[Collected data]

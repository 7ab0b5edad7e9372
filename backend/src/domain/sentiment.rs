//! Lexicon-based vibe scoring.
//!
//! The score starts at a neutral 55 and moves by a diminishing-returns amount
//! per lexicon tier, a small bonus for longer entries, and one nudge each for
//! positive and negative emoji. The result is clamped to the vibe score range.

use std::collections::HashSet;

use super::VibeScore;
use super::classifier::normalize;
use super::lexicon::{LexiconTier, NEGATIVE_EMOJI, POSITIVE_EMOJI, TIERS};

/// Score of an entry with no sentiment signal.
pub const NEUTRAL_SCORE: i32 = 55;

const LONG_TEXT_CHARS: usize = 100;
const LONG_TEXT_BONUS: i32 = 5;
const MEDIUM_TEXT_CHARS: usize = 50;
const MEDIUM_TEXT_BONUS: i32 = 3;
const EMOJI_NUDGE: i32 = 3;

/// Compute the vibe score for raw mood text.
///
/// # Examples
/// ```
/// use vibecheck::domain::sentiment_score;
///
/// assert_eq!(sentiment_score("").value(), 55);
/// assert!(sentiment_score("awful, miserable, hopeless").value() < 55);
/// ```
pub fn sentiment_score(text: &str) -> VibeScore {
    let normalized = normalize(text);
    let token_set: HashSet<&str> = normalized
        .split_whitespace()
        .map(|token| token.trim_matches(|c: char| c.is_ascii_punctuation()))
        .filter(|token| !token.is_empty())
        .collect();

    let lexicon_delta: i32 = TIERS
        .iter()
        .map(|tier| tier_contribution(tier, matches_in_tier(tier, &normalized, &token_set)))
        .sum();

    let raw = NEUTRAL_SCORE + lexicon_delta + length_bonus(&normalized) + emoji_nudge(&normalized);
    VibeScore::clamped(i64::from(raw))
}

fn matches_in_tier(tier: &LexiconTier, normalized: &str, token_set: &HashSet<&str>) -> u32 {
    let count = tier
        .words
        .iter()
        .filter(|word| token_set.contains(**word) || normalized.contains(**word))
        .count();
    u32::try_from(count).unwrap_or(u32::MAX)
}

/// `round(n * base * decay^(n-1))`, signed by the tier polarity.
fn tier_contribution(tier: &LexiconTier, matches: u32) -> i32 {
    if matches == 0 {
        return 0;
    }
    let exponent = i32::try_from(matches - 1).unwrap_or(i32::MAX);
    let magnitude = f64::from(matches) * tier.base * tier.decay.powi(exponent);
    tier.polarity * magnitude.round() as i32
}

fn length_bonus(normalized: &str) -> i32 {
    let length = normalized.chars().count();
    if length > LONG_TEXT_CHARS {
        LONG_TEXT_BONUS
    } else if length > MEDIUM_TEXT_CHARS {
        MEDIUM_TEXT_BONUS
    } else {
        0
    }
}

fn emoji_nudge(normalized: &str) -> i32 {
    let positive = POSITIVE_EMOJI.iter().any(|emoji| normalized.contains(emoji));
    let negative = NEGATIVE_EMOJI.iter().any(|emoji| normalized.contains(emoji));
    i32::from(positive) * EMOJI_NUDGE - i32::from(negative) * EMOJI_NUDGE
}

--

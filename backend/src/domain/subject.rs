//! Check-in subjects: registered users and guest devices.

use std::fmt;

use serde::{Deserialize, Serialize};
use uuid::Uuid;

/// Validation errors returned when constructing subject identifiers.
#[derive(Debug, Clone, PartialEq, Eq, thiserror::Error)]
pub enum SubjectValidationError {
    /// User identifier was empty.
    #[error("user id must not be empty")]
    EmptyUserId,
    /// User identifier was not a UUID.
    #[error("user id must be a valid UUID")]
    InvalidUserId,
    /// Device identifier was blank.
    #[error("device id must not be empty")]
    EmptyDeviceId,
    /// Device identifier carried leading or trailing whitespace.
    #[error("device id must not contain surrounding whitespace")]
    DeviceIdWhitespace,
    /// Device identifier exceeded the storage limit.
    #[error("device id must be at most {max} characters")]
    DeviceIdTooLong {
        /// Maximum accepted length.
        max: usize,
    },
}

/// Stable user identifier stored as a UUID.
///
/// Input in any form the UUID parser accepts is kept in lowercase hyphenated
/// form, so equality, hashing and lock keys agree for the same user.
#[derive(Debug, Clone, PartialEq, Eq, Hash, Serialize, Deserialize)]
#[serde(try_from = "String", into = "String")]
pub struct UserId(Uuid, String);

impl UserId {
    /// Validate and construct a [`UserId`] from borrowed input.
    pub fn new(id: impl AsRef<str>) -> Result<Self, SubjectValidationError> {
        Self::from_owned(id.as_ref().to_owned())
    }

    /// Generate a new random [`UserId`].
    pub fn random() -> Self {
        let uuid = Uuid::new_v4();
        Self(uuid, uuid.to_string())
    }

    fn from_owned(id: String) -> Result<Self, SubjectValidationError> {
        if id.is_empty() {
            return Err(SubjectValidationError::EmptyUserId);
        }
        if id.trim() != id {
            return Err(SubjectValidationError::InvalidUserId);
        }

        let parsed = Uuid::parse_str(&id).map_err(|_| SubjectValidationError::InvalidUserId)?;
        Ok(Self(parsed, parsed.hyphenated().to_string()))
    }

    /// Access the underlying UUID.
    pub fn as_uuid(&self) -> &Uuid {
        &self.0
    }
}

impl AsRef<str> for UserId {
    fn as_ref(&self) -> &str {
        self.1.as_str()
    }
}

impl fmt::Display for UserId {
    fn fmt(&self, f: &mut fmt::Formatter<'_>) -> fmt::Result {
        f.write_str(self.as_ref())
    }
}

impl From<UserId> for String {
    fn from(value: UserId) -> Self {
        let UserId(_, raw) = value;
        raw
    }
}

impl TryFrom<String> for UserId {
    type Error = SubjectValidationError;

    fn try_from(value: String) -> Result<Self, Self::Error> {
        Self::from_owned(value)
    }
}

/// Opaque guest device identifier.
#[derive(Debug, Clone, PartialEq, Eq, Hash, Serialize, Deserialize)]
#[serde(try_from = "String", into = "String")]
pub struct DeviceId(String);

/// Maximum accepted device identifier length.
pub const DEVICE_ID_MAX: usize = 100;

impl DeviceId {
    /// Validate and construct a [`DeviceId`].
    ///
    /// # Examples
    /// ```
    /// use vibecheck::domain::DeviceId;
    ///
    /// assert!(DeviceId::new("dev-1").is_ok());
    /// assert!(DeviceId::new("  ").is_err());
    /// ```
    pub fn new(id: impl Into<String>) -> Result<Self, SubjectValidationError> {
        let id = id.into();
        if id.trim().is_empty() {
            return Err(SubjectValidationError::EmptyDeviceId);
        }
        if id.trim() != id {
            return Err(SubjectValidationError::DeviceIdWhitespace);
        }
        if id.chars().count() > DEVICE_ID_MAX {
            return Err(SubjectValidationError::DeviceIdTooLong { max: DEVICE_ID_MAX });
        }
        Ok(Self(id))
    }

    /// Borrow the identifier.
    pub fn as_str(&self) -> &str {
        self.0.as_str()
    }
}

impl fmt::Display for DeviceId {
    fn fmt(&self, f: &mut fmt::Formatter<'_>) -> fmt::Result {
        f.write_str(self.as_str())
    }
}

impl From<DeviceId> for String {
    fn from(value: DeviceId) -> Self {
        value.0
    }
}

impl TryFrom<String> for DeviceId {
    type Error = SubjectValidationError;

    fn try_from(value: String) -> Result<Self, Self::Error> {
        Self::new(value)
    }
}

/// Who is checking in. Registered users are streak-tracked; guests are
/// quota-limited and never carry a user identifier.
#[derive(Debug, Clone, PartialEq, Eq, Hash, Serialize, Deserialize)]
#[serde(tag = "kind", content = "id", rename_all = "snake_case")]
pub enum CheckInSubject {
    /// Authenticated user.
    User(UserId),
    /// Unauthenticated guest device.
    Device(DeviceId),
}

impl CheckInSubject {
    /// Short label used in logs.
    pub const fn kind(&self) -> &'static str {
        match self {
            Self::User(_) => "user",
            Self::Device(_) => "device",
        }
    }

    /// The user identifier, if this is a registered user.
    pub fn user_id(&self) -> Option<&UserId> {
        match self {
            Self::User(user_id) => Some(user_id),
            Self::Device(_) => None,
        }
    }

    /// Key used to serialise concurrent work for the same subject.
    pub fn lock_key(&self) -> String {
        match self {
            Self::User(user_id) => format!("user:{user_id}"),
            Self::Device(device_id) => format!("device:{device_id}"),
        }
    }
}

...

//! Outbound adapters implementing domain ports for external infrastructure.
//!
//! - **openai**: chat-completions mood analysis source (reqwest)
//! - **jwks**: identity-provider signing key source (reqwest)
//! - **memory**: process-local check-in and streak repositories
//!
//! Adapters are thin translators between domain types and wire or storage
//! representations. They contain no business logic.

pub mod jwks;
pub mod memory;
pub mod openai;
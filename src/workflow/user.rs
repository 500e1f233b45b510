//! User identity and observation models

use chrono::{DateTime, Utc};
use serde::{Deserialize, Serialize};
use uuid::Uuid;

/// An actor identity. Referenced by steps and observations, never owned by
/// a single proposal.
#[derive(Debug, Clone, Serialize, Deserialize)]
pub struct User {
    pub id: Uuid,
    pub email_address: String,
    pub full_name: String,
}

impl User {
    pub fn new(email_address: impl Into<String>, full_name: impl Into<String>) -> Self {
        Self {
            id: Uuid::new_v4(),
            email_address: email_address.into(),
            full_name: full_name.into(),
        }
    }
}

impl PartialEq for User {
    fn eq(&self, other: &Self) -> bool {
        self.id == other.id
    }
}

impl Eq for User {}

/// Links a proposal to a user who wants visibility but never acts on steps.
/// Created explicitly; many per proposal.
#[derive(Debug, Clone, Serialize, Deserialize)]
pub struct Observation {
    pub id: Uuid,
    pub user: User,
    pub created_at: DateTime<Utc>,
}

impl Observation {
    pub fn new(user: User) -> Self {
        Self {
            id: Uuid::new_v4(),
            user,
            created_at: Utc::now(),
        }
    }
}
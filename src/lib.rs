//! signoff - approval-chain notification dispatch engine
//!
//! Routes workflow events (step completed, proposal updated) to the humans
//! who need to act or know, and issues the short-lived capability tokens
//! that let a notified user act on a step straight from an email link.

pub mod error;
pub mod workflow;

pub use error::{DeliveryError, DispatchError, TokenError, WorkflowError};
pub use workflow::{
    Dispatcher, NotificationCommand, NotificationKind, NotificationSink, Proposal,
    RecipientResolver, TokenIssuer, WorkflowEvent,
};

### Required work
Count every line of the data above where "TryFrom" appears, and give the total only.

### Exercise solution
2